▶ Supplied material
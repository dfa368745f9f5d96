//! Middleware for the connector service.

pub mod http_metrics;

pub use http_metrics::http_metrics_middleware;
//! Connector service configuration.
//!
//! Configuration is loaded from environment variables. The database and
//! Redis URLs and the external API token are redacted in Debug output.

use common::secret::SecretString;
use std::collections::{BTreeSet, HashMap};
use std::env;
use std::fmt;
use std::str::FromStr;
use std::time::Duration;
use thiserror::Error;

/// Default admin HTTP bind address.
pub const DEFAULT_BIND_ADDRESS: &str = "0.0.0.0:8090";

/// Default connector provider name accepted in `{provider}` path segments.
pub const DEFAULT_PROVIDER: &str = "sberjazz";

/// Default per-attempt timeout for external API calls in seconds.
pub const DEFAULT_TIMEOUT_SECONDS: u64 = 10;

/// Default number of retries after the first attempt.
pub const DEFAULT_HTTP_RETRIES: u32 = 2;

/// Default retry backoff base in milliseconds.
pub const DEFAULT_RETRY_BACKOFF_MS: u64 = 300;

/// Default retry backoff cap in milliseconds.
pub const DEFAULT_RETRY_BACKOFF_CAP_MS: u64 = 5000;

/// Default set of HTTP statuses that trigger a retry.
pub const DEFAULT_RETRY_STATUSES: &str = "408,409,425,429,500,502,503,504";

/// Default consecutive exhausted failures before the breaker opens.
pub const DEFAULT_CB_FAILURE_THRESHOLD: u32 = 5;

/// Default breaker cooldown in seconds.
pub const DEFAULT_CB_OPEN_SECONDS: u64 = 60;

/// Default minimum breaker age before an automatic reset, in seconds.
pub const DEFAULT_CB_AUTO_RESET_MIN_AGE_SECONDS: u64 = 30;

/// Default operation lock TTL in seconds.
pub const DEFAULT_OP_LOCK_TTL_SECONDS: u64 = 60;

/// Default reconciliation interval in seconds.
pub const DEFAULT_RECONCILE_INTERVAL_SECONDS: u64 = 30;

/// Default number of reconnects per reconciliation cycle.
pub const DEFAULT_RECONCILE_LIMIT: usize = 20;

/// Default number of sessions loaded per reconciliation cycle.
pub const DEFAULT_RECONCILE_SCAN_LIMIT: usize = 2000;

/// Default heartbeat staleness threshold in seconds.
pub const DEFAULT_RECONCILE_STALE_SECONDS: u64 = 120;

/// Default Redis connect timeout in milliseconds.
pub const DEFAULT_REDIS_CONNECT_TIMEOUT_MS: u64 = 5000;

/// Default Redis command timeout in milliseconds.
pub const DEFAULT_REDIS_COMMAND_TIMEOUT_MS: u64 = 2000;

/// Default shutdown drain period in seconds.
pub const DEFAULT_DRAIN_SECONDS: u64 = 5;

/// Connector service configuration.
#[derive(Clone)]
pub struct Config {
    /// PostgreSQL connection URL (durable session store).
    pub database_url: String,

    /// Redis connection URL (operation locks and breaker state).
    pub redis_url: String,

    /// Admin HTTP bind address (default: "0.0.0.0:8090").
    pub bind_address: String,

    /// Provider name served by this instance (default: "sberjazz").
    pub provider: String,

    /// External meeting-platform API base URL.
    pub api_base: String,

    /// Bearer token for the external API.
    pub api_token: Option<SecretString>,

    /// Per-attempt HTTP timeout in seconds.
    pub timeout_seconds: u64,

    /// Retries after the first attempt.
    pub http_retries: u32,

    /// Retry backoff base in milliseconds.
    pub retry_backoff_ms: u64,

    /// Retry backoff cap in milliseconds.
    pub retry_backoff_cap_ms: u64,

    /// HTTP statuses that are retried.
    pub retry_statuses: BTreeSet<u16>,

    /// Consecutive exhausted failures that open the breaker.
    pub cb_failure_threshold: u32,

    /// Breaker cooldown in seconds.
    pub cb_open_seconds: u64,

    /// Whether the reconciliation worker resets an expired breaker.
    pub cb_auto_reset_enabled: bool,

    /// Minimum breaker age before an automatic reset, in seconds.
    pub cb_auto_reset_min_age_seconds: u64,

    /// Operation lock TTL in seconds.
    pub op_lock_ttl_seconds: u64,

    /// Whether the background reconciliation worker runs.
    pub reconcile_enabled: bool,

    /// Reconciliation interval in seconds.
    pub reconcile_interval_seconds: u64,

    /// Reconnects per reconciliation cycle.
    pub reconcile_limit: usize,

    /// Sessions loaded per reconciliation cycle.
    pub reconcile_scan_limit: usize,

    /// Heartbeat staleness threshold in seconds.
    pub reconcile_stale_seconds: u64,

    /// Redis connect timeout in milliseconds.
    pub redis_connect_timeout_ms: u64,

    /// Deadline for a single Redis command in milliseconds.
    pub redis_command_timeout_ms: u64,

    /// Shutdown drain period in seconds.
    pub drain_seconds: u64,

    /// Emit JSON logs instead of the human-readable format.
    pub json_logs: bool,
}

/// Custom Debug implementation that redacts sensitive fields.
impl fmt::Debug for Config {
    fn fmt(&self, f: &mut fmt::Formatter<'_>) -> fmt::Result {
        f.debug_struct("Config")
            .field("database_url", &"[REDACTED]")
            .field("redis_url", &"[REDACTED]")
            .field("bind_address", &self.bind_address)
            .field("provider", &self.provider)
            .field("api_base", &self.api_base)
            .field("api_token", &self.api_token.as_ref().map(|_| "[REDACTED]"))
            .field("timeout_seconds", &self.timeout_seconds)
            .field("http_retries", &self.http_retries)
            .field("retry_backoff_ms", &self.retry_backoff_ms)
            .field("retry_backoff_cap_ms", &self.retry_backoff_cap_ms)
            .field("retry_statuses", &self.retry_statuses)
            .field("cb_failure_threshold", &self.cb_failure_threshold)
            .field("cb_open_seconds", &self.cb_open_seconds)
            .field("cb_auto_reset_enabled", &self.cb_auto_reset_enabled)
            .field(
                "cb_auto_reset_min_age_seconds",
                &self.cb_auto_reset_min_age_seconds,
            )
            .field("op_lock_ttl_seconds", &self.op_lock_ttl_seconds)
            .field("reconcile_enabled", &self.reconcile_enabled)
            .field(
                "reconcile_interval_seconds",
                &self.reconcile_interval_seconds,
            )
            .field("reconcile_limit", &self.reconcile_limit)
            .field("reconcile_scan_limit", &self.reconcile_scan_limit)
            .field("reconcile_stale_seconds", &self.reconcile_stale_seconds)
            .field("redis_connect_timeout_ms", &self.redis_connect_timeout_ms)
            .field("redis_command_timeout_ms", &self.redis_command_timeout_ms)
            .field("drain_seconds", &self.drain_seconds)
            .field("json_logs", &self.json_logs)
            .finish()
    }
}

#[derive(Debug, Error)]
pub enum ConfigError {
    #[error("Missing required environment variable: {0}")]
    MissingEnvVar(String),

    #[error("Invalid configuration value: {0}")]
    InvalidValue(String),

    #[error("Invalid retry status list: {0}")]
    InvalidRetryStatuses(String),
}

impl Config {
    /// Load configuration from environment variables.
    pub fn from_env() -> Result<Self, ConfigError> {
        Self::from_vars(&env::vars().collect())
    }

    /// Load configuration from a HashMap (for testing).
    pub fn from_vars(vars: &HashMap<String, String>) -> Result<Self, ConfigError> {
        let database_url = required(vars, "DATABASE_URL")?;
        let redis_url = required(vars, "REDIS_URL")?;

        let bind_address = vars
            .get("BIND_ADDRESS")
            .cloned()
            .unwrap_or_else(|| DEFAULT_BIND_ADDRESS.to_string());

        let provider = vars
            .get("CONNECTOR_PROVIDER")
            .map(|p| p.trim().to_ascii_lowercase())
            .unwrap_or_else(|| DEFAULT_PROVIDER.to_string());
        if provider.is_empty() {
            return Err(ConfigError::InvalidValue(
                "CONNECTOR_PROVIDER must not be empty".to_string(),
            ));
        }

        let api_base = required(vars, "SBERJAZZ_API_BASE")?
            .trim()
            .trim_end_matches('/')
            .to_string();
        if api_base.is_empty() {
            return Err(ConfigError::InvalidValue(
                "SBERJAZZ_API_BASE must not be empty".to_string(),
            ));
        }

        let api_token = vars
            .get("SBERJAZZ_API_TOKEN")
            .map(|t| t.trim())
            .filter(|t| !t.is_empty())
            .map(|t| SecretString::from(t.to_string()));

        let timeout_seconds = parse_positive(vars, "SBERJAZZ_TIMEOUT_SECONDS", DEFAULT_TIMEOUT_SECONDS)?;
        let http_retries = parse_number(vars, "SBERJAZZ_HTTP_RETRIES", DEFAULT_HTTP_RETRIES)?;
        let retry_backoff_ms =
            parse_number(vars, "SBERJAZZ_HTTP_RETRY_BACKOFF_MS", DEFAULT_RETRY_BACKOFF_MS)?;
        let retry_backoff_cap_ms = parse_number(
            vars,
            "SBERJAZZ_HTTP_RETRY_BACKOFF_CAP_MS",
            DEFAULT_RETRY_BACKOFF_CAP_MS,
        )?;
        if retry_backoff_cap_ms < retry_backoff_ms {
            return Err(ConfigError::InvalidValue(format!(
                "SBERJAZZ_HTTP_RETRY_BACKOFF_CAP_MS ({}) must not be less than SBERJAZZ_HTTP_RETRY_BACKOFF_MS ({})",
                retry_backoff_cap_ms, retry_backoff_ms
            )));
        }

        let retry_statuses = parse_retry_statuses(
            vars.get("SBERJAZZ_HTTP_RETRY_STATUSES")
                .map(String::as_str)
                .unwrap_or(DEFAULT_RETRY_STATUSES),
        )?;

        let cb_failure_threshold = parse_positive(
            vars,
            "SBERJAZZ_CB_FAILURE_THRESHOLD",
            DEFAULT_CB_FAILURE_THRESHOLD,
        )?;
        let cb_open_seconds = parse_positive(vars, "SBERJAZZ_CB_OPEN_SECONDS", DEFAULT_CB_OPEN_SECONDS)?;
        let cb_auto_reset_enabled = parse_bool(vars, "SBERJAZZ_CB_AUTO_RESET_ENABLED", true)?;
        let cb_auto_reset_min_age_seconds = parse_number(
            vars,
            "SBERJAZZ_CB_AUTO_RESET_MIN_AGE_SECONDS",
            DEFAULT_CB_AUTO_RESET_MIN_AGE_SECONDS,
        )?;

        let op_lock_ttl_seconds =
            parse_positive(vars, "SBERJAZZ_OP_LOCK_TTL_SECONDS", DEFAULT_OP_LOCK_TTL_SECONDS)?;

        let reconcile_enabled = parse_bool(vars, "SBERJAZZ_RECONCILE_ENABLED", true)?;
        let reconcile_interval_seconds = parse_positive(
            vars,
            "SBERJAZZ_RECONCILE_INTERVAL_SECONDS",
            DEFAULT_RECONCILE_INTERVAL_SECONDS,
        )?;
        let reconcile_limit =
            parse_positive(vars, "SBERJAZZ_RECONCILE_LIMIT", DEFAULT_RECONCILE_LIMIT)?;
        let reconcile_scan_limit = parse_positive(
            vars,
            "SBERJAZZ_RECONCILE_SCAN_LIMIT",
            DEFAULT_RECONCILE_SCAN_LIMIT,
        )?;
        let reconcile_stale_seconds = parse_positive(
            vars,
            "SBERJAZZ_RECONCILE_STALE_SECONDS",
            DEFAULT_RECONCILE_STALE_SECONDS,
        )?;

        let redis_connect_timeout_ms = parse_positive(
            vars,
            "REDIS_CONNECT_TIMEOUT_MS",
            DEFAULT_REDIS_CONNECT_TIMEOUT_MS,
        )?;
        let redis_command_timeout_ms = parse_positive(
            vars,
            "REDIS_COMMAND_TIMEOUT_MS",
            DEFAULT_REDIS_COMMAND_TIMEOUT_MS,
        )?;

        let drain_seconds = parse_number(vars, "CONNECTOR_DRAIN_SECONDS", DEFAULT_DRAIN_SECONDS)?;

        let json_logs = vars
            .get("LOG_FORMAT")
            .map(|f| f.eq_ignore_ascii_case("json"))
            .unwrap_or(false);

        Ok(Config {
            database_url,
            redis_url,
            bind_address,
            provider,
            api_base,
            api_token,
            timeout_seconds,
            http_retries,
            retry_backoff_ms,
            retry_backoff_cap_ms,
            retry_statuses,
            cb_failure_threshold,
            cb_open_seconds,
            cb_auto_reset_enabled,
            cb_auto_reset_min_age_seconds,
            op_lock_ttl_seconds,
            reconcile_enabled,
            reconcile_interval_seconds,
            reconcile_limit,
            reconcile_scan_limit,
            reconcile_stale_seconds,
            redis_connect_timeout_ms,
            redis_command_timeout_ms,
            drain_seconds,
            json_logs,
        })
    }

    /// Per-attempt timeout for external API calls.
    pub fn request_timeout(&self) -> Duration {
        Duration::from_secs(self.timeout_seconds)
    }

    /// Operation lock TTL.
    pub fn op_lock_ttl(&self) -> Duration {
        Duration::from_secs(self.op_lock_ttl_seconds)
    }

    /// Redis connect timeout.
    pub fn redis_connect_timeout(&self) -> Duration {
        Duration::from_millis(self.redis_connect_timeout_ms)
    }

    /// Deadline for a single Redis command.
    pub fn redis_command_timeout(&self) -> Duration {
        Duration::from_millis(self.redis_command_timeout_ms)
    }
}

fn required(vars: &HashMap<String, String>, name: &str) -> Result<String, ConfigError> {
    vars.get(name)
        .cloned()
        .ok_or_else(|| ConfigError::MissingEnvVar(name.to_string()))
}

fn parse_number<T>(vars: &HashMap<String, String>, name: &str, default: T) -> Result<T, ConfigError>
where
    T: FromStr,
    T::Err: fmt::Display,
{
    match vars.get(name) {
        Some(value_str) => value_str.trim().parse().map_err(|e| {
            ConfigError::InvalidValue(format!(
                "{} must be a valid non-negative integer, got '{}': {}",
                name, value_str, e
            ))
        }),
        None => Ok(default),
    }
}

fn parse_positive<T>(vars: &HashMap<String, String>, name: &str, default: T) -> Result<T, ConfigError>
where
    T: FromStr + Default + PartialEq,
    T::Err: fmt::Display,
{
    let value = parse_number(vars, name, default)?;
    if value == T::default() {
        return Err(ConfigError::InvalidValue(format!(
            "{} must be greater than 0",
            name
        )));
    }
    Ok(value)
}

fn parse_bool(vars: &HashMap<String, String>, name: &str, default: bool) -> Result<bool, ConfigError> {
    match vars.get(name).map(|v| v.trim().to_ascii_lowercase()) {
        None => Ok(default),
        Some(v) => match v.as_str() {
            "1" | "true" | "yes" | "on" => Ok(true),
            "0" | "false" | "no" | "off" => Ok(false),
            _ => Err(ConfigError::InvalidValue(format!(
                "{} must be a boolean, got '{}'",
                name, v
            ))),
        },
    }
}

/// Parse a comma-separated list of HTTP statuses.
///
/// Empty items are ignored; anything else must be a status in 100..=599.
pub fn parse_retry_statuses(raw: &str) -> Result<BTreeSet<u16>, ConfigError> {
    let mut statuses = BTreeSet::new();
    for item in raw.split(',').map(str::trim).filter(|s| !s.is_empty()) {
        let status: u16 = item.parse().map_err(|_| {
            ConfigError::InvalidRetryStatuses(format!("'{}' is not an HTTP status", item))
        })?;
        if !(100..=599).contains(&status) {
            return Err(ConfigError::InvalidRetryStatuses(format!(
                "{} is outside 100..=599",
                status
            )));
        }
        statuses.insert(status);
    }
    Ok(statuses)
}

▶ Your assignment
Given the records above, return exactly the lines starting at the line containing "Operation lock TTL." and ending at the line containing "Some(value_str) => value_str.trim().parse().map_err(|e|", including both.

▶ Finished task
    /// Operation lock TTL.
    pub fn op_lock_ttl(&self) -> Duration {
        Duration::from_secs(self.op_lock_ttl_seconds)
    }

    /// Redis connect timeout.
    pub fn redis_connect_timeout(&self) -> Duration {
        Duration::from_millis(self.redis_connect_timeout_ms)
    }

    /// Deadline for a single Redis command.
    pub fn redis_command_timeout(&self) -> Duration {
        Duration::from_millis(self.redis_command_timeout_ms)
    }
}

fn required(vars: &HashMap<String, String>, name: &str) -> Result<String, ConfigError> {
    vars.get(name)
        .cloned()
        .ok_or_else(|| ConfigError::MissingEnvVar(name.to_string()))
}

fn parse_number<T>(vars: &HashMap<String, String>, name: &str, default: T) -> Result<T, ConfigError>
where
    T: FromStr,
    T::Err: fmt::Display,
{
    match vars.get(name) {
        Some(value_str) => value_str.trim().parse().map_err(|e| {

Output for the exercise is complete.